アオの言ったことは、ミハエルにも分かっている。ミハエル自身もそう考えていた。だから今さら新しいことを気付かされるような内容ではなかった。しかし大切なのは内容ではなく、彼のために真剣に考えようとしてくれるその姿勢だった。


正直、ミハエルの方がずっと年上だったこともあり、彼女のことをあどけない子供のように見ていた部分があったのは否めない。


けれど、彼女は今、<家族>としてミハエルをストーカーから守り、『被害者にも責任がある』という世間に見られがちな論調からも彼を守ろうとしているのだった。
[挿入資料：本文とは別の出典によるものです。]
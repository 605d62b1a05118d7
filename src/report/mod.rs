mod reporter;

#[cfg(test)]
pub use reporter::RecordingReporter;
pub use reporter::{ConsoleReporter, StatusReporter};
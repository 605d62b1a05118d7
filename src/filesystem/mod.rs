//! In-memory namespace shared by all workers.
//!
//! The namespace is a tree of named entries, where nodes can be either
//! directories (that can contain other nodes) or files. Paths are resolved
//! from the root one segment at a time.

mod path;
mod tree;

pub use path::FsPath;
pub use tree::{CreateError, DeleteError, DeletePolicy, MoveError, NodeKind, TreeStore};
use std::fmt;

/// Separator between path segments
pub const SEPARATOR: char = '/';

/// Absolute path inside the namespace, stored as its segments.
///
/// Empty segments are dropped while parsing, so `"/a/b"`, `"a/b"` and
/// `"/a//b/"` all name the same node. The empty path names the root.
#[derive(Debug, Clone, PartialEq, Eq, Hash, Default)]
pub struct FsPath {
    segments: Vec<String>,
}

impl FsPath {
    pub fn root() -> Self {
        Self::default()
    }

    pub fn parse(raw: &str) -> Self {
        Self {
            segments: raw
                .split(SEPARATOR)
                .filter(|segment| !segment.is_empty())
                .map(str::to_string)
                .collect(),
        }
    }

    pub fn segments(&self) -> &[String] {
        &self.segments
    }

    /// Splits the path into the segments of its parent and its own name.
    /// Returns `None` for the root.
    pub fn split_last(&self) -> Option<(&[String], &str)> {
        self.segments
            .split_last()
            .map(|(name, parent)| (parent, name.as_str()))
    }

    /// Whether `self` lies strictly below `ancestor`
    pub fn is_strict_descendant_of(&self, ancestor: &FsPath) -> bool {
        self.segments.len() > ancestor.segments.len()
            && self.segments.starts_with(&ancestor.segments)
    }

    pub fn join(&self, name: &str) -> Self {
        let mut segments = self.segments.clone();
        segments.push(name.to_string());
        Self { segments }
    }
}

impl fmt::Display for FsPath {
    fn fmt(&self, f: &mut fmt::Formatter<'_>) -> fmt::Result {
        if self.segments.is_empty() {
            return write!(f, "{SEPARATOR}");
        }
        for segment in &self.segments {
            write!(f, "{SEPARATOR}{segment}")?;
        }
        Ok(())
    }
}

#[cfg(test)]
mod tests {
    use super::*;
    use rstest::rstest;

    #[rstest]
    #[case("/a/b", &["a", "b"])]
    #[case("a/b", &["a", "b"])]
    #[case("/a//b/", &["a", "b"])]
    #[case("/", &[])]
    #[case("", &[])]
    #[case("name.txt", &["name.txt"])]
    fn parse_drops_empty_segments(#[case] raw: &str, #[case] expected: &[&str]) {
        let path = FsPath::parse(raw);
        assert_eq!(path.segments(), expected);
    }

    #[rstest]
    #[case("/", "/")]
    #[case("a", "/a")]
    #[case("//a///b", "/a/b")]
    fn display_renders_canonical_form(#[case] raw: &str, #[case] rendered: &str) {
        assert_eq!(FsPath::parse(raw).to_string(), rendered);
    }

    #[test]
    fn split_last_separates_parent_and_name() {
        let path = FsPath::parse("/a/b/c");
        let (parent, name) = path.split_last().unwrap();
        assert_eq!(parent, ["a", "b"]);
        assert_eq!(name, "c");
        assert!(FsPath::root().split_last().is_none());
    }

    #[rstest]
    #[case("/a/b", "/a", true)]
    #[case("/a/b/c", "/a", true)]
    #[case("/a", "/a", false)]
    #[case("/ab", "/a", false)]
    #[case("/b/a", "/a", false)]
    #[case("/a", "/", true)]
    fn strict_descendant_compares_whole_segments(
        #[case] path: &str,
        #[case] ancestor: &str,
        #[case] expected: bool,
    ) {
        assert_eq!(
            FsPath::parse(path).is_strict_descendant_of(&FsPath::parse(ancestor)),
            expected
        );
    }

    #[test]
    fn join_appends_a_segment() {
        assert_eq!(FsPath::root().join("a").join("b"), FsPath::parse("/a/b"));
    }
}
「ありがとう、アオ。アオに出逢えて僕は本当に幸せ者だ」


正直な気持ちを口にする彼に、アオが頬を染めながら言う。


「幸せ者なのは私の方だよ。はっきり言って<家族>って自分が思える人がいなかった私に、家族ができたんだ。


家族は力を合わせて自分達の家庭を守るものだと思う。誰か一人を頑張らせて一方的に守ってもらうもんじゃないと思うんだ。だから私はミハエルを守る。


ストーカーと直接戦うとかいうのは無理だけど、私のやり方でミハエルと、私達の<家庭>を守るんだ。そのためだったら引っ越しなんて物の数じゃないよ…!


って、まあ、本音を言ったらメンドクサイのも本当だけど、でも、ミハエルに何かある方がずっと嫌だ……!」


そんな二人がいる部屋の窓の外では、冷たくも、僅かに春の気配を帯びた風がゆるやかに流れていたのだった。